Rheumatoid arthritis (RA) is a chronic inflammatory disease characterized by immune dysregulation and joint destruction. Cellular senescence has been implicated in the progression of RA through the senescence-associated secretory phenotype (SASP), yet its molecular links to inflammation remain unclear. Rapamycin, an mTOR inhibitor with anti-inflammatory and anti-senescence properties, provides a valuable tool for exploring these mechanisms.

OBJECTIVE

To investigate the link between senescence and inflammation in a murine model of RA by comparing the transcriptome of diseased joints in rapamycin-treated and untreated mice.

METHODS

Collagen-induced arthritis was established in DBA/1 mice, followed by 40 days of rapamycin treatment. RNA sequencing and bioinformatic analyses were performed to identify differentially expressed genes and altered signaling pathways. RT-qPCR and immunohistochemistry validated candidate genes.
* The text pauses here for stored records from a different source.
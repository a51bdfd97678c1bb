use rxt_core::driver::{Backend, DeviceDriver};
use rxt_core::{Category, Error, ErrorKind, Platform, Result, ServiceCaps, Setup, System};

struct Empty(System, Setup);

impl Backend for Empty {
    fn system(&self) -> System {
        self.0
    }

    fn setup(&self) -> Setup {
        self.1
    }

    fn capabilities(&self) -> ServiceCaps {
        ServiceCaps::TIME
    }

    fn device_count(&self) -> Result<usize> {
        Ok(0)
    }

    fn default_device(&self, _output: bool) -> Result<Option<usize>> {
        Ok(None)
    }

    fn open_device(&self, index: usize) -> Result<Box<dyn DeviceDriver>> {
        Err(Error::new(self.0, ErrorKind::DeviceNotFound(index)))
    }
}

// The process-wide platform is shared by every test in this binary, so all checks involving it
// live in one test.
#[test]
fn process_wide_lifecycle() {
    let first = Platform::builder()
        .id("first")
        .backend(Empty(System::Simulated, Setup::ProAudio))
        .init();
    let second = Platform::builder().id("second").init();

    assert_eq!(second.id(), "first");
    assert_eq!(second.systems(), vec![System::Simulated]);
    assert_eq!(Platform::current().map(|p| p.id().to_owned()).as_deref(), Some("first"));

    first.terminate().unwrap();
    assert!(second.is_terminated());
    assert!(Platform::current().is_none());

    let third = Platform::builder().id("third").init();
    assert_eq!(third.id(), "third");
    third.terminate().unwrap();
}

#[test]
fn terminated_platform_rejects_everything() {
    let platform = Platform::builder()
        .backend(Empty(System::Alsa, Setup::SystemAudio))
        .build();

    let service = platform.service(System::Alsa).unwrap().unwrap();
    assert_eq!(service.device_count().unwrap(), 0);
    assert!(service.open_default_device(true).unwrap().is_none());

    platform.terminate().unwrap();

    let error = platform.service(System::Alsa).unwrap_err();
    assert!(matches!(error.kind(), ErrorKind::InvalidState { .. }));
    assert_eq!(error.category(), Category::State);
    assert!(error.is_contract_violation());

    assert!(service.device_count().is_err());
    assert!(platform.terminate().is_err());
}

#[test]
fn service_lookup() {
    let platform = Platform::builder()
        .backend(Empty(System::Jack, Setup::ProAudio))
        .backend(Empty(System::PulseAudio, Setup::ConsumerAudio))
        .build();

    assert_eq!(platform.systems(), vec![System::Jack, System::PulseAudio]);
    assert_eq!(platform.setup_to_system(Setup::ConsumerAudio), Some(System::PulseAudio));
    assert_eq!(platform.setup_to_system(Setup::SystemAudio), None);
    assert!(platform.service(System::Wasapi).unwrap().is_none());

    let service = platform.service(System::Jack).unwrap().unwrap();
    let error = service.open_device(0).unwrap_err();
    assert_eq!(error.system(), Some(System::Jack));
    assert!(matches!(error.kind(), ErrorKind::DeviceNotFound(0)));
}
//! Web search tool: exposes a [`SearchProvider`] to the model.
//!
//! The tool never reports a provider failure as a tool error: transport,
//! quota and auth problems are folded into a failed [`SearchReport`] so the
//! model can cite the missing source instead of inventing one.

use std::sync::Arc;
use std::time::Duration;

use async_trait::async_trait;
use tracing::{debug, warn};
use twinsearch_core::error::{ProviderError, ToolError};
use twinsearch_core::search::{SearchHit, SearchProvider, SearchReport};
use twinsearch_core::tool::{Tool, ToolResult};

pub struct SearchTool {
    name: String,
    description: String,
    provider: Arc<dyn SearchProvider>,
    timeout: Option<Duration>,
}

impl SearchTool {
    pub fn new(
        name: impl Into<String>,
        description: impl Into<String>,
        provider: Arc<dyn SearchProvider>,
    ) -> Self {
        Self {
            name: name.into(),
            description: description.into(),
            provider,
            timeout: None,
        }
    }

    /// Bound every search call; expiry is reported as a failed search.
    pub fn with_timeout(mut self, timeout: Duration) -> Self {
        self.timeout = Some(timeout);
        self
    }

    async fn run_search(&self, query: &str, k: usize) -> Result<Vec<SearchHit>, ProviderError> {
        let Some(limit) = self.timeout else {
            return self.provider.search(query, k).await;
        };
        match tokio::time::timeout(limit, self.provider.search(query, k)).await {
            Ok(result) => result,
            Err(_) => Err(ProviderError::Timeout(format!(
                "no response within {}s",
                limit.as_secs()
            ))),
        }
    }
}

/// Serialize a report into a tool result.
pub fn report_to_result(report: &SearchReport) -> Result<ToolResult, ToolError> {
    let data = serde_json::to_value(report).map_err(|e| ToolError::ExecutionFailed {
        tool_name: report.provider.clone(),
        reason: e.to_string(),
    })?;
    let output = serde_json::to_string_pretty(&data).map_err(|e| ToolError::ExecutionFailed {
        tool_name: report.provider.clone(),
        reason: e.to_string(),
    })?;

    Ok(ToolResult {
        call_id: String::new(),
        success: report.is_ok(),
        output,
        data: Some(data),
    })
}

#[async_trait]
impl Tool for SearchTool {
    fn name(&self) -> &str {
        &self.name
    }

    fn description(&self) -> &str {
        &self.description
    }

    fn parameters_schema(&self) -> serde_json::Value {
        serde_json::json!({
            "type": "object",
            "properties": {
                "query": {
                    "type": "string",
                    "description": "The search query"
                }
            },
            "required": ["query"]
        })
    }

    fn search_origin(&self) -> Option<(&str, usize)> {
        Some((self.provider.name(), self.provider.max_results()))
    }

    async fn execute(&self, arguments: serde_json::Value) -> Result<ToolResult, ToolError> {
        let query = arguments["query"]
            .as_str()
            .map(str::trim)
            .filter(|q| !q.is_empty())
            .ok_or_else(|| ToolError::InvalidArguments("Missing 'query' argument".into()))?;

        let provider = self.provider.name();
        let k = self.provider.max_results();

        debug!(tool = %self.name, provider, k, query, "Running web search");

        let report = match self.run_search(query, k).await {
            Ok(hits) => SearchReport::from_hits(provider, k, hits),
            Err(e) => {
                warn!(tool = %self.name, provider, error = %e, "Search provider failed");
                SearchReport::failed(provider, k, e.to_string())
            }
        };

        report_to_result(&report)
    }
}
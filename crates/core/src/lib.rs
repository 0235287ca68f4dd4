//! # twinsearch core
//!
//! Domain types, traits, and error definitions for the twinsearch agent.
//! Every other crate in the workspace depends inward on this one.
//!
//! The seams are traits:
//! - [`Provider`] for the language-generation backend
//! - [`SearchProvider`] for the web-search backends
//! - [`Tool`] for model-callable capabilities
//!
//! so the turn loop can be driven end to end with scripted mocks.

pub mod error;
pub mod event;
pub mod message;
pub mod provider;
pub mod search;
pub mod tool;

// Re-export key types at crate root for ergonomics
pub use error::{Error, ProviderError, Result, ToolError};
pub use event::{DomainEvent, EventBus};
pub use message::{Conversation, Message, MessageToolCall, Role};
pub use provider::{Provider, ProviderRequest, ProviderResponse, ToolDefinition, Usage};
pub use search::{SearchHit, SearchProvider, SearchReport, SearchStatus};
pub use tool::{Bookkeeper, Tool, ToolCall, ToolRegistry, ToolResult};
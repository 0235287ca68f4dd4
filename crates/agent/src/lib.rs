//! The turn loop for twinsearch.
//!
//! One turn runs a fixed cycle:
//!
//! 1. **Generate**: the [`Responder`] asks the model for an answer or for
//!    searches
//! 2. **Search**: the [`Router`] fans the requested searches out
//!    concurrently and appends their results
//! 3. **Generate** again, now with both search results in view
//! 4. **Bookkeep**: usage and answer similarity run once, always
//!
//! [`TurnOrchestrator`] drives the cycle and returns a [`TurnOutcome`].

pub mod orchestrator;
pub mod responder;
pub mod router;

#[cfg(test)]
mod test_helpers;

pub use orchestrator::{TurnOrchestrator, TurnOutcome};
pub use responder::{Responder, ResponderOutput, Response};
pub use router::{BookkeepingResult, PendingCalls, Router, TurnPhase};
Functional assays were conducted in fibroblast-like synoviocytes (FLS) following Npy silencing.

RESULTS

Rapamycin treatment reduced the incidence and severity of arthritis while modulating senescence- and autophagy-related pathways. Transcriptomic analysis identified neuropeptide Y (Npy) as a differentially expressed gene linking senescence and inflammation, with reduced protein levels following rapamycin treatment, similar to TNF and β-galactosidase. NPY receptor expression (Npy1r and Npy2r) and autophagy-related genes (Sirt1, Sirt6, and Lc3b) were also modulated in vivo. In vitro, Npy silencing in FLS significantly reduced the expression of the SASP cytokines Tnfa, Il1b, and Il6, downregulated Npy1r and Npy2r, and increased Sirt1 expression.

CONCLUSION

This study identifies Npy as a modulator of inflammation and senescence-related pathways in arthritis. Its regulation by rapamycin and impact on sirtuins, autophagy, and NPY receptor expression suggest a broader role in RA pathogenesis.